Im Gegensatz zu einer Wachstumsverlangsamung ist eine Rezession etwas schwerwiegender, da sie eine inhärente selbstverstärkende Kraft hat: Zunächst schwächt sich das Wachstum ab, was sich auf den Arbeitsmarkt auswirkt, der wiederum das Wachstum weiter schwächt, wodurch eine sich selbst verstärkende Abwärtsspirale der Rezession entsteht. Um diese Spirale zu beenden, bedarf es eines externen Schocks, meist in Form einer Lockerung der Geldpolitik, die Wachstum und Beschäftigung ankurbelt. Daher ist der Arbeitsmarkt der Schlüsselfaktor, den es genau zu beobachten gilt. In den USA sieht er oberflächlich betrachtet immer noch robust aus. Es gibt zwar bereits Anzeichen für Risse im Beschäftigungsfundament, aber wir sehen noch keinen Umschwung. Und wenn der Arbeitsmarkt nicht nachgibt, wird die Fed weiterhin eine straffe Geldpolitik verfolgen.

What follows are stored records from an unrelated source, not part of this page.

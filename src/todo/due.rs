use super::error::ThresholdError;
use chrono::{Local, NaiveDate, NaiveDateTime, NaiveTime};
use serde::{Deserialize, Serialize};
use std::fmt;

/// Get the current wall-clock instant in the local timezone
pub fn local_now() -> NaiveDateTime {
    Local::now().naive_local()
}

/// Urgency bucket of a task's due date
///
/// Buckets are ordered from most to least urgent, with `NotSet` for items
/// that carry no due date at all.
#[derive(Debug, Clone, Copy, PartialEq, Eq, Hash, Serialize, Deserialize)]
#[serde(rename_all = "SCREAMING_SNAKE_CASE")]
pub enum DueStatus {
    /// No due date
    NotSet,
    /// The due day has already ended
    Overdue,
    /// Due within the next day threshold
    DueToday,
    /// Due within two day thresholds
    DueInADay,
    /// Due within the week threshold
    DueInAWeek,
    /// Due within the month threshold
    DueInAMonth,
    /// Due further out than the month threshold
    NotDueYet,
}

impl DueStatus {
    pub fn as_str(&self) -> &'static str {
        match self {
            DueStatus::NotSet => "not set",
            DueStatus::Overdue => "overdue",
            DueStatus::DueToday => "due today",
            DueStatus::DueInADay => "due in a day",
            DueStatus::DueInAWeek => "due in a week",
            DueStatus::DueInAMonth => "due in a month",
            DueStatus::NotDueYet => "not due yet",
        }
    }
}

impl fmt::Display for DueStatus {
    fn fmt(&self, f: &mut fmt::Formatter<'_>) -> fmt::Result {
        f.write_str(self.as_str())
    }
}

/// Bucket boundaries in seconds
///
/// Loaded from configuration; the defaults are one day, one week and
/// thirty days.
#[derive(Debug, Clone, Copy, PartialEq, Eq, Serialize, Deserialize)]
#[serde(default)]
pub struct DueThresholds {
    pub day: i64,
    pub week: i64,
    pub month: i64,
}

impl Default for DueThresholds {
    fn default() -> Self {
        Self {
            day: 86_400,
            week: 604_800,
            month: 2_592_000,
        }
    }
}

impl DueThresholds {
    /// Check that every threshold is positive and that they are ordered
    ///
    /// # Returns
    /// `Ok(())` when the thresholds can be used for classification
    pub fn validate(&self) -> Result<(), ThresholdError> {
        for (name, value) in [("day", self.day), ("week", self.week), ("month", self.month)] {
            if value <= 0 {
                return Err(ThresholdError::Zero(name));
            }
        }
        if self.day > self.week || self.week > self.month {
            return Err(ThresholdError::Unordered {
                day: self.day,
                week: self.week,
                month: self.month,
            });
        }
        Ok(())
    }
}

/// Classified due date of a task
#[derive(Debug, Clone, Copy, PartialEq, Eq, Serialize, Deserialize)]
pub struct Due {
    pub date: NaiveDate,
    pub status: DueStatus,
    /// Signed seconds from the reference instant to the end of the due day,
    /// rounded half up
    pub seconds_to_due: i64,
}

/// Classify a due date against a reference instant
///
/// # Arguments
/// * `date` - Due date; the task is due at 23:59:59 on that day
/// * `reference` - Local "now" sampled once by the caller
/// * `thresholds` - Bucket boundaries in seconds
///
/// # Returns
/// The due date together with its bucket and remaining seconds
pub fn classify(date: NaiveDate, reference: NaiveDateTime, thresholds: &DueThresholds) -> Due {
    let end_of_day = NaiveTime::from_hms_opt(23, 59, 59).unwrap_or_default();
    // round half up to whole seconds; the reference may carry sub-seconds
    let millis = (date.and_time(end_of_day) - reference).num_milliseconds();
    let seconds_to_due = (millis + 500).div_euclid(1000);

    let status = if seconds_to_due < 0 {
        DueStatus::Overdue
    } else if seconds_to_due <= thresholds.day {
        DueStatus::DueToday
    } else if seconds_to_due <= thresholds.day * 2 {
        DueStatus::DueInADay
    } else if seconds_to_due <= thresholds.week {
        DueStatus::DueInAWeek
    } else if seconds_to_due <= thresholds.month {
        DueStatus::DueInAMonth
    } else {
        DueStatus::NotDueYet
    };

    Due {
        date,
        status,
        seconds_to_due,
    }
}

/// Reference instant and thresholds shared by every line of one batch
#[derive(Debug, Clone, Copy, PartialEq, Eq)]
pub struct ParseContext {
    pub now: NaiveDateTime,
    pub thresholds: DueThresholds,
}

impl ParseContext {
    pub fn new(now: NaiveDateTime, thresholds: DueThresholds) -> Self {
        Self { now, thresholds }
    }

    /// Sample the local clock once for a new batch
    pub fn sample(thresholds: DueThresholds) -> Self {
        Self::new(local_now(), thresholds)
    }

    pub fn classify(&self, date: NaiveDate) -> Due {
        classify(date, self.now, &self.thresholds)
    }
}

Ein weiterer Faktor, der zu einer Verschärfung der finanziellen Bedingungen beitragen wird, ist die Kreditpolitik der Banken. Obwohl die regionale Bankenkrise in den USA vernünftig gehandhabt wurde und die Behörden versichert haben, dass Einleger keine Verluste erleiden werden, bewerten die Banken ihre Geschäfte neu, und es ist zu erwarten, dass dieser Prozess in den kommenden Quartalen sowohl zu einer straffen Geldpolitik beitragen als auch diese verstärken wird, da der Zugang der Unternehmen und Bürger zu Krediten eingeschränkt wird.